» **Task directions**
Could every entry be set down once more, exactly as given?

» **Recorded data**

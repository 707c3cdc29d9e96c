use crate::{
    executor::predicate::{Predicate, Projection},
    storage::{RowStore, schema::TableSchema},
    types::{
        error::DatabaseError,
        row::Row,
        value::{Value, fit_varchar},
    },
};

/// In-memory table with the same semantics as the file-backed store.
///
/// VARCHAR values are truncated on insert exactly as the row codec would, so
/// results match `TableStore` row for row.
#[derive(Debug, Clone)]
pub struct MemoryTable {
    schema: TableSchema,
    rows: Vec<Row>,
}

impl MemoryTable {
    pub fn new(schema: TableSchema) -> Self {
        Self {
            schema,
            rows: Vec::new(),
        }
    }
}

impl RowStore for MemoryTable {
    fn schema(&self) -> &TableSchema {
        &self.schema
    }

    fn insert(&mut self, values: Vec<Value>) -> Result<(), DatabaseError> {
        // Same count and type checks as the codec
        Row::new(values.clone()).to_bytes(&self.schema)?;

        let values = self
            .schema
            .columns
            .iter()
            .zip(values)
            .map(|(column, value)| match value {
                Value::Varchar(s) => Value::Varchar(fit_varchar(&s, column.length).to_string()),
                other => other,
            })
            .collect();
        self.rows.push(Row::new(values));
        Ok(())
    }

    fn select(
        &self,
        projection: &Projection,
        predicate: Option<&Predicate>,
    ) -> Result<Vec<Row>, DatabaseError> {
        let indices = projection.resolve(&self.schema)?;
        let bound = predicate.map(|p| p.bind(&self.schema)).transpose()?;
        Ok(self
            .rows
            .iter()
            .filter(|row| bound.as_ref().is_none_or(|p| p.matches(row)))
            .map(|row| row.project(&indices))
            .collect())
    }

    fn delete(&mut self, predicate: Option<&Predicate>) -> Result<usize, DatabaseError> {
        let before = self.rows.len();
        match predicate {
            Some(predicate) => {
                let bound = predicate.bind(&self.schema)?;
                self.rows.retain(|row| !bound.matches(row));
            }
            None => self.rows.clear(),
        }
        Ok(before - self.rows.len())
    }

    fn row_count(&self) -> Result<usize, DatabaseError> {
        Ok(self.rows.len())
    }
}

» **Solution for this exercise**
repository 707c3cdc29d9e96c
use crate::{
    executor::predicate::{Predicate, Projection},
    storage::{RowStore, schema::TableSchema},
    types::{
        error::DatabaseError,
        row::Row,
        value::{Value, fit_varchar},
    },
};

/// In-memory table with the same semantics as the file-backed store.
///
/// VARCHAR values are truncated on insert exactly as the row codec would, so
/// results match `TableStore` row for row.
#[derive(Debug, Clone)]
pub struct MemoryTable {
    schema: TableSchema,
    rows: Vec<Row>,
}

impl MemoryTable {
    pub fn new(schema: TableSchema) -> Self {
        Self {
            schema,
            rows: Vec::new(),
        }
    }
}

impl RowStore for MemoryTable {
    fn schema(&self) -> &TableSchema {
        &self.schema
    }

    fn insert(&mut self, values: Vec<Value>) -> Result<(), DatabaseError> {
        // Same count and type checks as the codec
        Row::new(values.clone()).to_bytes(&self.schema)?;

        let values = self
            .schema
            .columns
            .iter()
            .zip(values)
            .map(|(column, value)| match value {
                Value::Varchar(s) => Value::Varchar(fit_varchar(&s, column.length).to_string()),
                other => other,
            })
            .collect();
        self.rows.push(Row::new(values));
        Ok(())
    }

    fn select(
        &self,
        projection: &Projection,
        predicate: Option<&Predicate>,
    ) -> Result<Vec<Row>, DatabaseError> {
        let indices = projection.resolve(&self.schema)?;
        let bound = predicate.map(|p| p.bind(&self.schema)).transpose()?;
        Ok(self
            .rows
            .iter()
            .filter(|row| bound.as_ref().is_none_or(|p| p.matches(row)))
            .map(|row| row.project(&indices))
            .collect())
    }

    fn delete(&mut self, predicate: Option<&Predicate>) -> Result<usize, DatabaseError> {
        let before = self.rows.len();
        match predicate {
            Some(predicate) => {
                let bound = predicate.bind(&self.schema)?;
                self.rows.retain(|row| !bound.matches(row));
            }
            None => self.rows.clear(),
        }
        Ok(before - self.rows.len())
    }

    fn row_count(&self) -> Result<usize, DatabaseError> {
        Ok(self.rows.len())
    }
}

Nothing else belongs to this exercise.